Mexico farmers seek funds to deal with GM corn
Reuters, 03.10.04, 8:31 PM ET
By Pav Jordan

OAXACA, Mexico (Reuters) - Mexican farmers, anxious to protect corn their ancestors developed over 7,000 years from pollution by transgenic strains, said on Wednesday they need money if they are to preserve the world's largest maize gene pool.

Farmers and scientists in the city of Oaxaca, in the central Mexican state of the same name, want the government to fund local laboratories to develop genetically modified corn technology suited to Mexican needs.

Gathered to discuss the impact of genetically modified (GM) corn in Mexico, scientists also want government monitoring of transgenic maize entering the country and for farmers to be trained to recognize it and alert officials to its presence.

Those are likely to be among recommendations academics make to the Mexican government in a draft report to be released on Thursday by Canadian, Mexican and U.S. scientists from an environmental commission set up alongside the shared North American Free Trade Agreement (NAFTA).

GM corn was unexpectedly discovered growing in 2001 deep in the mountains of Oaxaca, where local farmers say they bought it from government food stores and planted it among local varieties that are well adapted to local conditions.

The discovery was particularly shocking given a 1998 moratorium on growing GM corn in Mexico.

"It was I who planted it," said Olga Maldonado, from the tiny village of Capulalpan where the transgenic maize first caught the attention of scientists. "It appears I made a little mistake."


The discovery raised alarms around the world because Mexico is the birthplace of corn and home to the world's richest corn gene pool.  "We need to conserve and rescue this great and rich biodiversity," Flavio Aragon Cuevas, in charge of genetic improvement at a government corn seed bank on the outskirts of Oaxaca City, said on Wednesday.
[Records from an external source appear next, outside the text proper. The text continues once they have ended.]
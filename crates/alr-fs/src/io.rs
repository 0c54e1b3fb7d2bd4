//! Whole-file I/O, recursive copies and lockfile staleness

use std::fs::{self, File, FileTimes, OpenOptions};
use std::io::Write;
use std::path::{Path, PathBuf};
use std::time::SystemTime;

use fs2::FileExt;
use tempfile::NamedTempFile;

use crate::{Error, Result};

/// Write content atomically to a file with locking.
///
/// Uses write-to-temp-then-rename so a reader never observes a partially
/// written manifest. The temporary file lives in the target directory to
/// keep the rename on one filesystem.
pub fn write_atomic(path: &Path, content: &[u8]) -> Result<()> {
    let parent = match path.parent() {
        Some(p) if !p.as_os_str().is_empty() => p.to_path_buf(),
        _ => PathBuf::from("."),
    };
    fs::create_dir_all(&parent).map_err(|e| Error::io(&parent, e))?;

    let mut temp = NamedTempFile::new_in(&parent).map_err(|e| Error::io(&parent, e))?;

    temp.as_file()
        .lock_exclusive()
        .map_err(|_| Error::LockFailed {
            path: path.to_path_buf(),
        })?;

    temp.write_all(content)
        .map_err(|e| Error::io(temp.path(), e))?;
    temp.as_file()
        .sync_all()
        .map_err(|e| Error::io(temp.path(), e))?;

    temp.as_file()
        .unlock()
        .map_err(|_| Error::LockFailed {
            path: path.to_path_buf(),
        })?;

    temp.persist(path).map_err(|e| Error::io(path, e.error))?;

    tracing::debug!(path = %path.display(), bytes = content.len(), "Wrote file");
    Ok(())
}

/// Read text content from a file.
pub fn read_text(path: &Path) -> Result<String> {
    fs::read_to_string(path).map_err(|e| Error::io(path, e))
}

/// Write text content to a file atomically.
pub fn write_text(path: &Path, content: &str) -> Result<()> {
    write_atomic(path, content.as_bytes())
}

/// Create `dir` if needed and return its absolute, canonical form.
///
/// An already existing directory is not an error.
pub fn absolute_dir(dir: &Path) -> Result<PathBuf> {
    fs::create_dir_all(dir).map_err(|e| Error::io(dir, e))?;
    dunce::canonicalize(dir).map_err(|e| Error::io(dir, e))
}

/// Recursively copy the directory `src` to `dst`.
///
/// `dst` and any missing parents are created. Existing files in `dst` are
/// overwritten.
pub fn copy_dir_all(src: &Path, dst: &Path) -> Result<()> {
    if !src.is_dir() {
        return Err(Error::NotADirectory {
            path: src.to_path_buf(),
        });
    }
    fs::create_dir_all(dst).map_err(|e| Error::io(dst, e))?;

    for entry in fs::read_dir(src).map_err(|e| Error::io(src, e))? {
        let entry = entry.map_err(|e| Error::io(src, e))?;
        let from = entry.path();
        let to = dst.join(entry.file_name());
        let file_type = entry.file_type().map_err(|e| Error::io(&from, e))?;

        if file_type.is_dir() {
            copy_dir_all(&from, &to)?;
        } else {
            fs::copy(&from, &to).map_err(|e| Error::io(&from, e))?;
        }
    }
    Ok(())
}

/// Reset the access and modification times of `path` to the Unix epoch.
///
/// Used on lockfiles after a manual manifest edit: a lockfile written in the
/// same second as the manifest would otherwise look up to date. Returns
/// `false` without touching anything when the file does not exist.
pub fn make_stale(path: &Path) -> Result<bool> {
    if !path.is_file() {
        tracing::debug!(path = %path.display(), "No lockfile to age");
        return Ok(false);
    }

    let file: File = OpenOptions::new()
        .write(true)
        .open(path)
        .map_err(|e| Error::io(path, e))?;
    let times = FileTimes::new()
        .set_accessed(SystemTime::UNIX_EPOCH)
        .set_modified(SystemTime::UNIX_EPOCH);
    file.set_times(times).map_err(|e| Error::io(path, e))?;

    tracing::debug!(path = %path.display(), "Reset timestamps to epoch");
    Ok(true)
}

#[cfg(test)]
mod tests {
    use super::*;
    use tempfile::TempDir;

    #[test]
    fn test_make_stale_missing_file() {
        let temp = TempDir::new().unwrap();
        let touched = make_stale(&temp.path().join("alire.lock")).unwrap();
        assert!(!touched);
        assert!(!temp.path().join("alire.lock").exists());
    }

    #[test]
    fn test_make_stale_sets_epoch() {
        let temp = TempDir::new().unwrap();
        let lock = temp.path().join("alire.lock");
        fs::write(&lock, "# lock\n").unwrap();

        assert!(make_stale(&lock).unwrap());

        let modified = fs::metadata(&lock).unwrap().modified().unwrap();
        assert_eq!(modified, SystemTime::UNIX_EPOCH);
        // Content is untouched
        assert_eq!(fs::read_to_string(&lock).unwrap(), "# lock\n");
    }

    #[test]
    fn test_write_atomic_relative_parent() {
        let temp = TempDir::new().unwrap();
        let path = temp.path().join("nested/dir/file.txt");
        write_atomic(&path, b"data").unwrap();
        assert_eq!(fs::read_to_string(&path).unwrap(), "data");
    }
}
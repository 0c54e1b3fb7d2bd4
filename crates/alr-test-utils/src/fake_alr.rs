//! A scripted stand-in for the `alr` executable.
//!
//! The script records every invocation and imitates just enough of `alr`
//! for the driver's own tests:
//!
//! - `init <name> --bin|--lib` creates `<name>/alire.toml` and `<name>/alire.lock`
//! - `pin` and `with` rewrite `alire.lock` in the working directory, as a
//!   re-solve would
//! - `config ... --set <key> <value>` appends to `$ALR_CONFIG/settings.toml`
//! - `version` prints a report (first line CRLF-terminated)
//!
//! `FAKE_ALR_FAIL_ON=<verb>` makes that verb exit with status 1,
//! `FAKE_ALR_WARN=<text>` writes a warning to stderr before any other output,
//! and `FAKE_ALR_DISTRO` overrides the reported distribution.

use std::fs;
use std::os::unix::fs::PermissionsExt;
use std::path::{Path, PathBuf};
use tempfile::TempDir;

const SCRIPT: &str = r#"#!/bin/sh
log="$(dirname "$0")/calls.log"
{
    printf '%s\t%s' "$PWD" "${ALR_CONFIG:-}"
    for arg in "$@"; do
        printf '\t%s' "$arg"
    done
    printf '\n'
} >> "$log"

while [ $# -gt 0 ]; do
    case "$1" in
        -*) shift ;;
        *) break ;;
    esac
done

verb="${1:-}"
if [ $# -gt 0 ]; then
    shift
fi

if [ -n "${FAKE_ALR_FAIL_ON:-}" ] && [ "$verb" = "$FAKE_ALR_FAIL_ON" ]; then
    echo "error: $verb failed on request" >&2
    exit 1
fi

if [ -n "${FAKE_ALR_WARN:-}" ]; then
    echo "warning: $FAKE_ALR_WARN" >&2
fi

case "$verb" in
    version)
        printf 'alr version (from build):       2.0.0-fake\r\n'
        printf 'community index branch:         stable-1.4.0\n'
        printf 'platform properties:\n'
        printf '  distribution:                 %s\n' "${FAKE_ALR_DISTRO:-ubuntu}"
        ;;
    init)
        name="$1"
        mkdir -p "$name"
        {
            printf 'name = "%s"\n' "$name"
            printf 'description = "Shiny new project"\n'
            printf 'version = "0.1.0-dev"\n'
            printf '\n'
            printf 'authors = ["Alice"]\n'
            printf 'maintainers = ["Alice <alice@example.com>"]\n'
            printf 'maintainers-logins = ["alice"]\n'
            if [ "${2:-}" = "--bin" ]; then
                printf 'executables = ["%s"]\n' "$name"
            fi
        } > "$name/alire.toml"
        printf '# solved by fake alr\n' > "$name/alire.lock"
        ;;
    pin|with)
        if [ -f alire.toml ]; then
            printf '# solved by fake alr\n' > alire.lock
        fi
        ;;
    config)
        if [ -n "${ALR_CONFIG:-}" ]; then
            while [ $# -gt 0 ]; do
                if [ "$1" = "--set" ]; then
                    printf '%s = %s\n' "$2" "$3" >> "$ALR_CONFIG/settings.toml"
                    shift 2
                fi
                shift
            done
        fi
        ;;
esac
exit 0
"#;

/// One recorded invocation of the fake executable
#[derive(Debug, Clone, PartialEq, Eq)]
pub struct Call {
    /// Working directory of the process
    pub cwd: PathBuf,
    /// Value of `ALR_CONFIG`, empty when unset
    pub config: String,
    /// Arguments, flags included
    pub args: Vec<String>,
}

impl Call {
    /// Arguments after the leading flags (`-n`, `-d`, ...).
    pub fn command(&self) -> Vec<&str> {
        self.args
            .iter()
            .skip_while(|a| a.starts_with('-'))
            .map(String::as_str)
            .collect()
    }

    /// The leading flags.
    pub fn flags(&self) -> Vec<&str> {
        self.args
            .iter()
            .take_while(|a| a.starts_with('-'))
            .map(String::as_str)
            .collect()
    }
}

/// An installed fake `alr` living in its own temporary directory.
///
/// # Example
///
/// ```rust,no_run
/// use alr_test_utils::FakeAlr;
///
/// let alr = FakeAlr::install();
/// // hand `alr.program()` to the code under test, then:
/// assert!(alr.calls().is_empty());
/// ```
pub struct FakeAlr {
    dir: TempDir,
    program: PathBuf,
}

impl FakeAlr {
    /// Write the script and make it executable.
    ///
    /// # Panics
    /// Panics if the filesystem operations fail.
    pub fn install() -> Self {
        let dir = TempDir::new().expect("FakeAlr::install: failed to create temp dir");
        let program = dir.path().join("alr");
        fs::write(&program, SCRIPT)
            .unwrap_or_else(|e| panic!("FakeAlr::install: failed to write script: {e}"));
        fs::set_permissions(&program, fs::Permissions::from_mode(0o755))
            .unwrap_or_else(|e| panic!("FakeAlr::install: failed to chmod script: {e}"));
        Self { dir, program }
    }

    pub fn program(&self) -> &Path {
        &self.program
    }

    fn log_path(&self) -> PathBuf {
        self.dir.path().join("calls.log")
    }

    /// Every invocation so far, oldest first.
    pub fn calls(&self) -> Vec<Call> {
        let Ok(log) = fs::read_to_string(self.log_path()) else {
            return Vec::new();
        };
        log.lines()
            .map(|line| {
                let mut fields = line.split('\t');
                let cwd = PathBuf::from(fields.next().unwrap_or_default());
                let config = fields.next().unwrap_or_default().to_string();
                let args = fields.map(str::to_string).collect();
                Call { cwd, config, args }
            })
            .collect()
    }

    /// Commands (flags stripped) of every invocation, joined with spaces.
    pub fn commands(&self) -> Vec<String> {
        self.calls().iter().map(|c| c.command().join(" ")).collect()
    }

    /// Forget recorded invocations.
    pub fn clear(&self) {
        let _ = fs::remove_file(self.log_path());
    }
}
Aragon said the seed bank, where samples of local seed strains are stored to protect them from natural disasters like hurricanes and droughts, is severely underfunded.

Last year the seed bank received only 172,000 pesos ($16,000) to operate, well below the 500,000 pesos it needs for minimum costs like seed generation and maintenance of refrigeration facilities.

Preserving Mexico's seed banks is expected to be one of the key recommendations presented this week by scientists from the tri-nation Commission for Environmental Cooperation (CEC).

"The 81 ethnic groups of Mexico are the true stewards of most of the 41 maize landraces," an abstract of the draft report to be presented says in its first chapter.

"It is widely accepted within the Mexican scientific community that in situ conservation of maize will stay viable as long as ethnic cultures remain stable," it continued.

Jose Sarukhan, chairman of the CEC advisory group, told Reuters, as he stood in a Oaxaca cornfield on Wednesday, that he would also push for funding to develop local GM corn.

Mexico imports up to 6 million tonnes of corn a year to supplement local production of 18 million tonnes.

Transgenic corn imports, about a third of the total, are not meant for planting as they are not suited to the local environment, but strains could be developed to suit local needs.

"Strains could be generated that are resistant to high metals contents in the soil," for example, said Sarukhan.

He said he would push in talks on Thursday for GM labs to be set up in Mexico with public funding.